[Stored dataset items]
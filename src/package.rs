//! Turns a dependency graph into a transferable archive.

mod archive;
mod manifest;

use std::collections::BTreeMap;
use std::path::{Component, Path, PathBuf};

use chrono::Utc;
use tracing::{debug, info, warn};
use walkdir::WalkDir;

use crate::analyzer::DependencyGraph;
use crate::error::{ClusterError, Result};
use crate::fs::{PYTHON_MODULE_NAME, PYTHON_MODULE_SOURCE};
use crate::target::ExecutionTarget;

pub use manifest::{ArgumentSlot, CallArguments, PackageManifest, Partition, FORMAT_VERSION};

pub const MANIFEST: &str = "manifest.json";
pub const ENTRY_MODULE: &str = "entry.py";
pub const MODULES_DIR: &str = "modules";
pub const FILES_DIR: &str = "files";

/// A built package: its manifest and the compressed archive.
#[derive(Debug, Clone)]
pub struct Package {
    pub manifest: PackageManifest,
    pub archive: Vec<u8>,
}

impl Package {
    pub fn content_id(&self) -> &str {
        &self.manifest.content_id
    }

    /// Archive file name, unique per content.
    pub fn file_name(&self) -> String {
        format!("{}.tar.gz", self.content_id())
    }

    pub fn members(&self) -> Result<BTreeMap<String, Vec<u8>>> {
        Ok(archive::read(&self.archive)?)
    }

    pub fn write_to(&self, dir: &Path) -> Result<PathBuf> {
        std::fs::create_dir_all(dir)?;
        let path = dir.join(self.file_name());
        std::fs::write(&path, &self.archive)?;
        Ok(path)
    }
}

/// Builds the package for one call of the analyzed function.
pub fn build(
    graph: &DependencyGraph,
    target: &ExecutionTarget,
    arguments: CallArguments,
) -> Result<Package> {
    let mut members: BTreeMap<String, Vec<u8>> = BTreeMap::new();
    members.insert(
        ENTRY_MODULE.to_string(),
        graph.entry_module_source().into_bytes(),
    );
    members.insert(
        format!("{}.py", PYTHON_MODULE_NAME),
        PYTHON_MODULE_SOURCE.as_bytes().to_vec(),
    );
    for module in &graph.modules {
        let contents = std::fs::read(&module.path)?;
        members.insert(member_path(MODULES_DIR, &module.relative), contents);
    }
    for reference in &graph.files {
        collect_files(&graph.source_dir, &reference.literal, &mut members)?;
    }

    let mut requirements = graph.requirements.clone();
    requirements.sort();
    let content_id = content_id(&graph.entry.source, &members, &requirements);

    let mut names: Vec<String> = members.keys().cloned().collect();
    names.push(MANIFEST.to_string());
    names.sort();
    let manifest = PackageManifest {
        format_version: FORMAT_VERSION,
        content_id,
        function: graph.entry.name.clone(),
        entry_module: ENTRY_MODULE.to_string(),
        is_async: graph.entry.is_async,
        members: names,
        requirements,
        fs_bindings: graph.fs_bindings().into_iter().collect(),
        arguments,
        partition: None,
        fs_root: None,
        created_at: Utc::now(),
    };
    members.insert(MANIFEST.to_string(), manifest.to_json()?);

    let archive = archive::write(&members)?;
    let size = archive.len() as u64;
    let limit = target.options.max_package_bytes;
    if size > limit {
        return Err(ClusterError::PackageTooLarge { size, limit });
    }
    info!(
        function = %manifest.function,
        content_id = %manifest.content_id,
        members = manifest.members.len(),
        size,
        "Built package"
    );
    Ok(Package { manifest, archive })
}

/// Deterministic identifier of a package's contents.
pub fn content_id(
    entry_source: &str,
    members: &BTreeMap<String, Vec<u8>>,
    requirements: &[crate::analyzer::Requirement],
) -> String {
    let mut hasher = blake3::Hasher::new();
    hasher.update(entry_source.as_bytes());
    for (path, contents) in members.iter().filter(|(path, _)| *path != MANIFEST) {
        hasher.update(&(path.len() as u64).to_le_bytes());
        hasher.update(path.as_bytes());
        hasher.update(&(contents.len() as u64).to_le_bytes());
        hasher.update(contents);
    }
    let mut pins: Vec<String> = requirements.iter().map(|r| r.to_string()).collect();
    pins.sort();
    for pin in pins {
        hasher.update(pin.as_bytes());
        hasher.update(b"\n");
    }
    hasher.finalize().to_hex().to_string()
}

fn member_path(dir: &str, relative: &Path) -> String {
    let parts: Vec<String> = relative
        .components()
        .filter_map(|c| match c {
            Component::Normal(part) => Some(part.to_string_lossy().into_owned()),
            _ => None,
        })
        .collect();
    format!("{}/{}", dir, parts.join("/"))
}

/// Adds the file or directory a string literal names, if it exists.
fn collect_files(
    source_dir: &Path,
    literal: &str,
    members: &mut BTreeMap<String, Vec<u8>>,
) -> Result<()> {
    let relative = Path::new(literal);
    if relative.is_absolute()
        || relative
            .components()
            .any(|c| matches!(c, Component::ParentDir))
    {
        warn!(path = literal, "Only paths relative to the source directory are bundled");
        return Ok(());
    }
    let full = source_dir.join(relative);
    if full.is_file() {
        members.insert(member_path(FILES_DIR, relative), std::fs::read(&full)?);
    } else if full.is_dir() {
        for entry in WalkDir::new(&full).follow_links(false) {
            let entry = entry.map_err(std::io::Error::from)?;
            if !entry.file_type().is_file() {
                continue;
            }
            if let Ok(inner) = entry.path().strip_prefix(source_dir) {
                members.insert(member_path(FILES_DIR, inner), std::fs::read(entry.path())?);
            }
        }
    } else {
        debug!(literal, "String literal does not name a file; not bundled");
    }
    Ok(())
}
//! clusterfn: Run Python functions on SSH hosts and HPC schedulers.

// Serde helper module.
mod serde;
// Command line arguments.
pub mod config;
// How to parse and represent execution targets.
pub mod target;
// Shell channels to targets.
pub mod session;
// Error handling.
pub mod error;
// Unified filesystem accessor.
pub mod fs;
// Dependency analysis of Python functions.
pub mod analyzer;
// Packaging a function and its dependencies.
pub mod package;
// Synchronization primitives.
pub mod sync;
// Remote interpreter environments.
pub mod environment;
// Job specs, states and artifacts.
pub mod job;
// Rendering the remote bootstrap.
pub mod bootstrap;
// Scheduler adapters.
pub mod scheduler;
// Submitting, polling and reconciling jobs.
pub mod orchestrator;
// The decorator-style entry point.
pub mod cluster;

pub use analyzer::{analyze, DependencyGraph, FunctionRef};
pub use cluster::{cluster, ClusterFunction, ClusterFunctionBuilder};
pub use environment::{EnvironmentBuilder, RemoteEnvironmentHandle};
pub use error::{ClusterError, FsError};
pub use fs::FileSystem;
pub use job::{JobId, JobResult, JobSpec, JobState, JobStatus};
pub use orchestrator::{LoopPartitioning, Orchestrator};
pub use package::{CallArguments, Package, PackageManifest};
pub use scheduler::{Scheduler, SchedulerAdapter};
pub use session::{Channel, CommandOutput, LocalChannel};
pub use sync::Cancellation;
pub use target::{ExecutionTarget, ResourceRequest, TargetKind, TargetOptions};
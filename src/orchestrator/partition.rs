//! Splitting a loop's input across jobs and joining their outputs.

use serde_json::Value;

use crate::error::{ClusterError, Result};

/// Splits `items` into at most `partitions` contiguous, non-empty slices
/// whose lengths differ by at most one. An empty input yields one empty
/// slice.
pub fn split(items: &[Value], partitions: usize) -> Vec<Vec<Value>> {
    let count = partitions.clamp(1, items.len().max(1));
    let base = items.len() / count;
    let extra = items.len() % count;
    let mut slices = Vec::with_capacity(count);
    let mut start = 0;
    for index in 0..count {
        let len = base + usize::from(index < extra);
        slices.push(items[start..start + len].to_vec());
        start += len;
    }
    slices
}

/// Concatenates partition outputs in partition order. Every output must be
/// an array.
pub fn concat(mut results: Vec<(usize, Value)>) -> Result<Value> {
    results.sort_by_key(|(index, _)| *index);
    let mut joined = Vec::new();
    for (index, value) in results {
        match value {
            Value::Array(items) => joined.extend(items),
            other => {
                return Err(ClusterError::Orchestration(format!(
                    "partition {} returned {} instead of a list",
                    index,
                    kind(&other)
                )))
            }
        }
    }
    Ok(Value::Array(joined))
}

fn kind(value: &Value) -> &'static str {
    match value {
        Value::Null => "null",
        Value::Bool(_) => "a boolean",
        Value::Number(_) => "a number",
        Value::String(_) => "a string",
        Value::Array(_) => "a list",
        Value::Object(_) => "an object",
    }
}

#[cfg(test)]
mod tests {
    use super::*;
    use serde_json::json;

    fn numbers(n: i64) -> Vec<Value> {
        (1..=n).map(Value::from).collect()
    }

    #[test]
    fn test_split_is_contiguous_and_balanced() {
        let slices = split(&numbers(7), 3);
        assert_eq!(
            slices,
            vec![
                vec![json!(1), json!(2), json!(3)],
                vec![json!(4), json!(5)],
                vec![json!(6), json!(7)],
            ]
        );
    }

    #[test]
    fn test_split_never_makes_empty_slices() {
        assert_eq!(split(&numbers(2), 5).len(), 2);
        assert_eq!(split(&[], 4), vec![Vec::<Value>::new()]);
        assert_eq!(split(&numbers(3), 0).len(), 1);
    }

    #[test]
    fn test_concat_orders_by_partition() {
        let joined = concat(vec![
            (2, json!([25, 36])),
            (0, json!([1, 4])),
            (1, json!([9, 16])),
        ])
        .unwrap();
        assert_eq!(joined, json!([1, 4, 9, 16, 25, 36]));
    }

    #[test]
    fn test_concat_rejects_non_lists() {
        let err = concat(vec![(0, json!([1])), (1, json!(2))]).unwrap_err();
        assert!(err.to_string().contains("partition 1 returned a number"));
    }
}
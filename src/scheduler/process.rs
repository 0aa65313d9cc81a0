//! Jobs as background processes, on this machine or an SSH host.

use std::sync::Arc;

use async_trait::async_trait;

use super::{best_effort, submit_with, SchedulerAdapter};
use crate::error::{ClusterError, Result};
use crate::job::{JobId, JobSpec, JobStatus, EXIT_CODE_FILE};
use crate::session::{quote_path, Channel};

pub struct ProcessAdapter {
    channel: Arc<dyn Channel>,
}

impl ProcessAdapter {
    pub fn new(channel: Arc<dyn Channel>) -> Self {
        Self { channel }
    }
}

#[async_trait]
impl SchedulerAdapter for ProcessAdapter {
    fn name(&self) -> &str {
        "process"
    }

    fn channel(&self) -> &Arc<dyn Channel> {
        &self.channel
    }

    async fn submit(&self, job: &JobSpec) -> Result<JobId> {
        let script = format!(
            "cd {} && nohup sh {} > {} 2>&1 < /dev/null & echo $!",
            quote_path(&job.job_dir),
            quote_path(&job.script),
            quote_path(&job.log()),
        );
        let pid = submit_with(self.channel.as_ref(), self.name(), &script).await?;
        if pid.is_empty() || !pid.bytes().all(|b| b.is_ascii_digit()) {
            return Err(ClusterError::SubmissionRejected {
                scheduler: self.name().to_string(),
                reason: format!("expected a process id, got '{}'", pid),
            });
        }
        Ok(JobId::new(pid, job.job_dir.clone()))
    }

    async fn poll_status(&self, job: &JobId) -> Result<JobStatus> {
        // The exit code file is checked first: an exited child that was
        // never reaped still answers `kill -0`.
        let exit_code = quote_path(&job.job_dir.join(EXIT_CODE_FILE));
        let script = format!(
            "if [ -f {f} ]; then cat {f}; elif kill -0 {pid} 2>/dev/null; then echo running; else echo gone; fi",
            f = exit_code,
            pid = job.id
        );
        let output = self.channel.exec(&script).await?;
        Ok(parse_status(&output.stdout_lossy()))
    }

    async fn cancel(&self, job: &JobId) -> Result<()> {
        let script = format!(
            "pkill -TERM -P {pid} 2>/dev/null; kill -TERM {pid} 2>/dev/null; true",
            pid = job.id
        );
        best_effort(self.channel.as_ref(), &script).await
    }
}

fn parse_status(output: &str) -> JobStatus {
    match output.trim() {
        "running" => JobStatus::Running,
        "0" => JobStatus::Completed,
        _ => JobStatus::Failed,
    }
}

*Action item*: Report how many lines of the data hold the string "push"; give only the number.

*Answer box*: 2